Collected data entries
---*---
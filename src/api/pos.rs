//! POS endpoint handlers.
//!
//! Every handler runs behind the device-auth middleware (strict or
//! permissive, see routes.rs) and receives the resolved `DeviceContext` as
//! a request extension. Money is integer minor units throughout.

use crate::api::AppState;
use crate::auth::{enroll_device, DeviceContext, DeviceMeta};
use crate::catalog;
use crate::errors::{ApiError, ApiResult};
use crate::purchases::{self, CreatePurchaseRequest};
use crate::sales::{self, CreateSaleRequest, PaymentMode};
use crate::sync::{self, SyncEnvelope, SyncResponse};
use axum::{
    extract::{Path, Query, State},
    Extension, Json,
};
use chrono::Utc;
use rusqlite::{params, OptionalExtension};
use serde::{Deserialize, Serialize};
use serde_json::{json, Value};
use uuid::Uuid;

// ---------------------------------------------------------------------------
// Enrollment / device status
// ---------------------------------------------------------------------------

#[derive(Debug, Deserialize)]
#[serde(rename_all = "camelCase")]
pub struct EnrollRequest {
    pub code: String,
    pub device_meta: DeviceMeta,
}

pub async fn enroll(
    State(state): State<AppState>,
    Json(request): Json<EnrollRequest>,
) -> ApiResult<Json<Value>> {
    if request.code.trim().is_empty() {
        return Err(ApiError::bad_request("enrollment_invalid").with_message("code is required"));
    }
    let outcome = state
        .db
        .write_tx(move |tx| enroll_device(tx, &request.code, &request.device_meta))
        .await?;
    Ok(Json(json!(outcome)))
}

pub async fn devices_me(Extension(context): Extension<DeviceContext>) -> ApiResult<Json<Value>> {
    let store_id = context.require_store()?;
    Ok(Json(json!({
        "deviceId": context.device_id,
        "storeId": store_id,
        "storeName": context.store_name,
    })))
}

pub async fn ui_status(
    State(state): State<AppState>,
    Extension(context): Extension<DeviceContext>,
) -> ApiResult<Json<Value>> {
    let device_id = context.device_id.clone();
    let snapshot = state
        .db
        .write_tx(move |tx| {
            let now = Utc::now().to_rfc3339();
            tx.execute(
                "UPDATE pos_devices SET last_seen_online = ?2 WHERE id = ?1",
                params![device_id, now],
            )?;
            let row = tx.query_row(
                "SELECT last_sync_at, pending_outbox_count, app_version, printing_mode
                 FROM pos_devices WHERE id = ?1",
                params![device_id],
                |row| {
                    Ok((
                        row.get::<_, Option<String>>(0)?,
                        row.get::<_, i64>(1)?,
                        row.get::<_, Option<String>>(2)?,
                        row.get::<_, Option<String>>(3)?,
                    ))
                },
            )?;
            Ok((now, row))
        })
        .await?;
    let (last_seen_online, (last_sync_at, pending_outbox_count, app_version, printing_mode)) = snapshot;

    Ok(Json(json!({
        "deviceId": context.device_id,
        "deviceActive": context.device_active,
        "storeId": context.store_id,
        "storeName": context.store_name,
        "storeActive": context.store_active,
        "lastSeenOnline": last_seen_online,
        "lastSyncAt": last_sync_at,
        "pendingOutboxCount": pending_outbox_count,
        "appVersion": app_version,
        "printingMode": printing_mode,
    })))
}

pub async fn store_status(
    State(state): State<AppState>,
    Path(store_id): Path<String>,
) -> ApiResult<Json<Value>> {
    let row = state
        .db
        .read(move |conn| {
            Ok(conn
                .query_row(
                    "SELECT id, name, active != 0 AND COALESCE(TRIM(upi_vpa), '') != ''
                     FROM stores WHERE id = ?1",
                    params![store_id],
                    |row| {
                        Ok((row.get::<_, String>(0)?, row.get::<_, String>(1)?, row.get::<_, bool>(2)?))
                    },
                )
                .optional()?)
        })
        .await?
        .ok_or_else(|| ApiError::not_found("store not found"))?;

    Ok(Json(json!({
        "storeId": row.0,
        "name": row.1,
        "active": row.2,
    })))
}

// ---------------------------------------------------------------------------
// Scan resolution
// ---------------------------------------------------------------------------

#[derive(Debug, Deserialize)]
#[serde(rename_all = "camelCase")]
pub struct ScanResolveRequest {
    pub scan_value: String,
    #[serde(default)]
    pub mode: Option<String>,
    #[serde(default)]
    pub format_hint: Option<String>,
    #[serde(default)]
    pub product_name: Option<String>,
}

pub async fn scan_resolve(
    State(state): State<AppState>,
    Extension(context): Extension<DeviceContext>,
    Json(request): Json<ScanResolveRequest>,
) -> ApiResult<Json<Value>> {
    let store_id = context.require_store()?.to_string();
    let raw_value = request.scan_value.trim().to_string();
    if raw_value.is_empty() {
        return Err(ApiError::bad_request("invalid_scan").with_message("scanValue is required"));
    }
    let mode = request.mode.as_deref().unwrap_or("SELL").to_ascii_uppercase();
    if mode != "SELL" && mode != "DIGITISE" {
        return Err(ApiError::bad_request("invalid_scan").with_message("mode must be SELL or DIGITISE"));
    }

    if state.debouncer.is_duplicate(&store_id, &mode, &raw_value) {
        let device_id = context.device_id.clone();
        let (store_id_copy, mode_copy, raw_copy) = (store_id.clone(), mode.clone(), raw_value.clone());
        state
            .db
            .write_tx(move |tx| {
                tx.execute(
                    "INSERT INTO scan_events (id, store_id, device_id, scan_value, mode, action, created_at)
                     VALUES (?1, ?2, ?3, ?4, ?5, 'IGNORED', ?6)",
                    params![
                        Uuid::new_v4().to_string(),
                        store_id_copy,
                        device_id,
                        raw_copy,
                        mode_copy,
                        Utc::now().to_rfc3339(),
                    ],
                )?;
                Ok(())
            })
            .await?;
        return Ok(Json(json!({ "action": "IGNORED" })));
    }

    let scan = crate::scan::normalize_scan(request.format_hint.as_deref(), &raw_value)
        .ok_or_else(|| ApiError::bad_request("invalid_scan"))?;

    let device_id = context.device_id.clone();
    let product_name = request.product_name.clone();
    let resolution = state
        .db
        .write_tx(move |tx| {
            catalog::resolve_scan(
                tx,
                &store_id,
                Some(&device_id),
                &mode,
                &raw_value,
                &scan,
                product_name.as_deref(),
            )
        })
        .await?;
    Ok(Json(json!(resolution)))
}

// ---------------------------------------------------------------------------
// Pricing
// ---------------------------------------------------------------------------

#[derive(Debug, Deserialize)]
#[serde(rename_all = "camelCase")]
pub struct PriceSetRequest {
    pub product_id: String,
    pub price_minor: i64,
}

pub async fn set_price(
    State(state): State<AppState>,
    Extension(context): Extension<DeviceContext>,
    Json(request): Json<PriceSetRequest>,
) -> ApiResult<Json<Value>> {
    let store_id = context.require_store()?.to_string();
    if request.price_minor < 1 || request.price_minor > sales::MAX_ITEM_PRICE_MINOR {
        return Err(ApiError::bad_request("invalid_item").with_message("items are invalid"));
    }

    state
        .db
        .write_tx(move |tx| {
            catalog::ensure_store_product(tx, &store_id, &request.product_id)?;
            let updated = tx.execute(
                "UPDATE store_products SET sell_price_minor = ?3
                 WHERE store_id = ?1 AND global_product_id = ?2",
                params![store_id, request.product_id, request.price_minor],
            )?;
            if updated == 0 {
                return Err(ApiError::not_found("product_not_found"));
            }
            // Mirror onto the default variant's retail link when one exists.
            let variant_id: Option<String> = tx
                .query_row(
                    "SELECT v.id FROM variants v
                     JOIN products p ON p.id = v.product_id
                     WHERE p.global_product_id = ?1 AND v.unit_base IS NULL AND v.size_base IS NULL",
                    params![request.product_id],
                    |row| row.get(0),
                )
                .optional()?;
            if let Some(variant_id) = variant_id {
                catalog::link_retailer_variant(tx, &store_id, &variant_id, Some(request.price_minor))?;
            }
            Ok(())
        })
        .await?;
    Ok(Json(json!({ "ok": true })))
}

// ---------------------------------------------------------------------------
// Sales and payments
// ---------------------------------------------------------------------------

pub async fn create_sale(
    State(state): State<AppState>,
    Extension(context): Extension<DeviceContext>,
    Json(request): Json<CreateSaleRequest>,
) -> ApiResult<Json<Value>> {
    let store_id = context.require_store()?.to_string();
    let device_id = context.device_id.clone();
    let summary = state
        .db
        .write_tx(move |tx| sales::create_sale(tx, &store_id, Some(&device_id), &request, false))
        .await?;
    Ok(Json(json!(summary)))
}

#[derive(Debug, Deserialize)]
#[serde(rename_all = "camelCase")]
pub struct ConfirmRequest {
    pub payment_mode: String,
}

pub async fn confirm_sale(
    State(state): State<AppState>,
    Extension(context): Extension<DeviceContext>,
    Path(sale_id): Path<String>,
    Json(request): Json<ConfirmRequest>,
) -> ApiResult<Json<Value>> {
    let store_id = context.require_store()?.to_string();
    let mode = PaymentMode::parse(&request.payment_mode)
        .ok_or_else(|| ApiError::bad_request("paymentMode_required"))?;
    let summary = state
        .db
        .write_tx(move |tx| sales::confirm_sale(tx, &store_id, &sale_id, mode, None))
        .await?;
    Ok(Json(json!(summary)))
}

pub async fn cancel_sale(
    State(state): State<AppState>,
    Extension(context): Extension<DeviceContext>,
    Path(sale_id): Path<String>,
) -> ApiResult<Json<Value>> {
    let store_id = context.require_store()?.to_string();
    let summary = state
        .db
        .write_tx(move |tx| sales::cancel_sale(tx, &store_id, &sale_id))
        .await?;
    Ok(Json(json!(summary)))
}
---*---
Write out the records above exactly, from the opening line to the line with "Enrollment / device status", including both, with nothing added.

> [Your response]
filename src/api/pos.rs
//! POS endpoint handlers.
//!
//! Every handler runs behind the device-auth middleware (strict or
//! permissive, see routes.rs) and receives the resolved `DeviceContext` as
//! a request extension. Money is integer minor units throughout.

use crate::api::AppState;
use crate::auth::{enroll_device, DeviceContext, DeviceMeta};
use crate::catalog;
use crate::errors::{ApiError, ApiResult};
use crate::purchases::{self, CreatePurchaseRequest};
use crate::sales::{self, CreateSaleRequest, PaymentMode};
use crate::sync::{self, SyncEnvelope, SyncResponse};
use axum::{
    extract::{Path, Query, State},
    Extension, Json,
};
use chrono::Utc;
use rusqlite::{params, OptionalExtension};
use serde::{Deserialize, Serialize};
use serde_json::{json, Value};
use uuid::Uuid;

// ---------------------------------------------------------------------------
// Enrollment / device status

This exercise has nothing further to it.